Sat, 20 Dec 2008 22:19:23 -0500

Related articles |
---|

look for LR(k) grammar txchen@gmail.com (Tom) (2008-12-15) |

Re: look for LR(k) grammar felipeangriman@gmail.com (Felipe Angriman) (2008-12-15) |

Re: look for LR(k) grammar pjj@cs.man.ac.uk (Pete Jinks) (2008-12-17) |

Re: look for LR(k) grammar txchen@gmail.com (Tom) (2008-12-18) |

Re: look for LR(k) grammar cfc@shell01.TheWorld.com (Chris F Clark) (2008-12-20) |

Re: look for LR(k) grammar txchen@gmail.com (Tom) (2009-01-15) |

From: | Chris F Clark <cfc@shell01.TheWorld.com> |

Newsgroups: | comp.compilers |

Date: | Sat, 20 Dec 2008 22:19:23 -0500 |

Organization: | The World Public Access UNIX, Brookline, MA |

References: | 08-12-086 08-12-087 08-12-099 |

Keywords: | LR(1) |

Posted-Date: | 21 Dec 2008 10:43:30 EST |

Tom <txchen@gmail.com> writes:

*> Yes I think this is a LR(2) grammar.*

*>*

*> It is similar to a pattern of LR(k) grammars that I know:*

*>*

*> S : a A D a ;*

*> S : b A D b ;*

*> S : a B D b ;*

*> S : b B D a ;*

*>*

*> A : a ;*

*> B : a ;*

*> D : c^k ;*

*>*

*> Here c^k means the concatenation of k letters 'c'.*

*> This is a LR(k+1) grammar, depending on the value of k.*

*>*

*> I'm looking for LR(k) grammars that are a little more complicated in*

*> the following way:*

*>*

*> There is an approach to solve the reduce/reduce conflict in a LR(1)*

*> parsing machine by splitting the states involved, for example,*

*> discussed in D. Spector (81,88) or D. Pager (77, lane-tracing). For*

*> both grammars above, there are only 2 states involved: the state a*

*> that contains the conflict, and one of its immediate parent state b*

*> that leads to the conflict in a. I'm hoping to get LR(k) grammars that*

*> contains more levels of states involved, not just 2 levels as*

*> discussed here.*

*>> On Mon, Dec 15, 2008 at 8:17 AM, Tom <txc...@gmail.com> wrote:*

*>> > I'm looking for LR(k) grammars where k > 1.*

*>>*

*>> S : B a b*

*>> S : C a c*

*>> B : 1*

*>> C : 1*

*>>*

*>> I think that will do for k = 2. (I haven't tested it)*

Ah, state splitting.

First, as far as I know, state splitting is no help in increasing

k. State splitting is about restoring *left* context that gets lost in

the SLR/LALR algorithms. If you do canonical LR parsing, you never

merge the states, and thus do not need to split them. If you are

doing some kind of minimal state LR processing, (i.e. where one

computes the LR(0) tables first, as one does in both SLR and LALR

parsing), then you have to deal with state splitting.

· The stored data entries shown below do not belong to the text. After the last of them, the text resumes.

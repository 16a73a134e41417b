//! Recovery of forwarded arguments from the raw invocation line.
//!
//! The launcher never parses its arguments. It finds where its own executable
//! token ends in the line the OS used to start it and hands the remainder to
//! the interpreter verbatim. This never fails: anything it can't make sense
//! of, such as an unterminated quote, yields no arguments.

use std::ffi::OsString;

#[cfg(not(windows))]
use crate::quoting::quote_literal;

/// A code unit of a command line: `u8` for `&str`, `u16` for Windows wide strings.
trait CodeUnit: Copy {
    fn is_char(self, c: u8) -> bool;

    fn is_blank(self) -> bool {
        self.is_char(b' ') || self.is_char(b'\t')
    }
}

impl CodeUnit for u8 {
    fn is_char(self, c: u8) -> bool {
        self == c
    }
}

impl CodeUnit for u16 {
    fn is_char(self, c: u8) -> bool {
        self == u16::from(c)
    }
}

/// Offset of the first forwarded argument, or `None` if there are none.
fn args_offset<U: CodeUnit>(line: &[U]) -> Option<usize> {
    let first = *line.first()?;

    let token_end = if first.is_char(b'"') {
        // Quoted executable: ends just past the closing quote.
        line[1..].iter().position(|u| u.is_char(b'"'))? + 2
    } else {
        line.iter().position(|u| u.is_blank())?
    };

    if token_end >= line.len() {
        return None;
    }

    let skipped = line[token_end..].iter().position(|u| !u.is_blank())?;
    Some(token_end + skipped)
}

/// Return the text after the executable token, leading blanks trimmed.
///
/// # Example
///
/// ```rust
/// use pslaunch_utils::cmdline::forwarded_args;
///
/// assert_eq!(forwarded_args(r#""C:\Program Files\app.exe" -Foo bar"#), "-Foo bar");
/// assert_eq!(forwarded_args("app.exe -Foo bar"), "-Foo bar");
/// assert_eq!(forwarded_args("app.exe"), "");
/// ```
#[must_use]
pub fn forwarded_args(line: &str) -> &str {
    // Every terminator is ASCII, so any offset found is a char boundary.
    args_offset(line.as_bytes()).map_or("", |start| &line[start..])
}

/// Wide-string form of [`forwarded_args`] for `GetCommandLineW` output.
#[must_use]
pub fn forwarded_args_wide(line: &[u16]) -> &[u16] {
    args_offset(line).map_or(&[][..], |start| &line[start..])
}

/// The raw command line this process was started with.
#[cfg(windows)]
#[must_use]
pub fn raw_invocation_line() -> Vec<u16> {
    use windows::Win32::System::Environment::GetCommandLineW;

    // SAFETY: GetCommandLineW returns a pointer into the process environment
    // block, valid and NUL-terminated for the life of the process.
    unsafe {
        let line = GetCommandLineW();
        if line.is_null() {
            Vec::new()
        } else {
            line.as_wide().to_vec()
        }
    }
}

/// The command line this process was started with.
///
/// Non-Windows hosts only expose an argv whose quoting the caller's shell has
/// already removed. The executable is double-quoted when it contains blanks;
/// every argument after it becomes a PowerShell single-quoted literal so the
/// interpreter sees the same tokens the launcher received.
#[cfg(not(windows))]
#[must_use]
pub fn raw_invocation_line() -> String {
    rebuild_invocation_line(std::env::args_os().map(|a| a.to_string_lossy().into_owned()))
}

#[cfg(not(windows))]
fn rebuild_invocation_line<I>(argv: I) -> String
where
    I: IntoIterator<Item = String>,
{
    let mut argv = argv.into_iter();
    let Some(exe) = argv.next() else {
        return String::new();
    };

    let mut line = if exe.is_empty() || exe.contains([' ', '\t']) {
        format!("\"{exe}\"")
    } else {
        exe
    };
    for arg in argv {
        line.push(' ');
        line.push_str(&quote_literal(&arg));
    }
    line
}

/// Arguments to forward to the interpreter for the current process.
#[must_use]
pub fn current_forwarded_args() -> OsString {
    #[cfg(windows)]
    {
        use std::os::windows::ffi::OsStringExt;

        let line = raw_invocation_line();
        OsString::from_wide(forwarded_args_wide(&line))
    }

    #[cfg(not(windows))]
    {
        let line = raw_invocation_line();
        OsString::from(forwarded_args(&line))
    }
}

So, borrowing from above (and simplifying): the following grammar

involves state splitting:

S : a A a ;

S : b A b ;

S : a B b ;

S : b B a ;

A : a a ;

B : a a ;

Let's look at the LR(0) tables, with the LALR lookaheads:

State 0:

S : .a A a ;

S : .b A b ;

S : .a B b ;

S : .b B a ;

a -> 1

b -> 2

State 1:

S : a .A a ;

S : a .B b ;

A : .a a ;

B : .a a ;

a -> 3 // state 3 needs to split

A -> 5

B -> 6

State 2:

S : b .A b ;

S : b .B a ;

A : .a a ;

B : .a a ;

a -> 3 // state 3 needs to split

A -> 7

B -> 8

State 3:

A : a .a ;

B : a .a ;

a -> 4

State 4: // reduce-reduce conflict

A : a a .; a (from 5) | b (from 6)

B : a a .; a (from 8) | b (from 7)

State 5:

S : a A .a ;

State 6:

S : b A .b ;

State 7:

S : a B .b ;

State 8:

S : b B .a ;

Now, if you split state 3 & 4into two new states 3x, 3y, 4x, and 4y,

let's see the machine: (I'll just show the changed states):

State 1:

S : a .A a ;

S : a .B b ;

A : .a a ;

B : .a a ;

a -> 3x

A -> 5

B -> 6

State 2:

S : b .A b ;

S : b .B a ;

A : .a a ;

B : .a a ;

a -> 3y

A -> 7

B -> 8

State 3x:

A : a .a ;

B : a .a ;

a -> 4x

State 4x: // reduce-reduce conflict

A : a a .; a (from 5)

B : a a .; b (from 7)

State 3y:

A : a .a ;

B : a .a ;

a -> 4y

State 4y:

A : a a .; b (from 6)

B : a a .; a (from 8)

That is the essence of state splitting. We had different LHS side

contexts for the two uses of state 3, whether we were coming from

state 1 or state 2. This context is lost in the LR(0) machine. Thus,

when we got to state 4 and need to know what to reduce, we couldn't

distunguish the two cases and the lookaheads all get merged together

and we get the conflict.

Now, it sound like you want to understand how to get more rules

involved. (You wrote more states, but I think you mean more rules, as

they give you more states on the tail end you have to search through.)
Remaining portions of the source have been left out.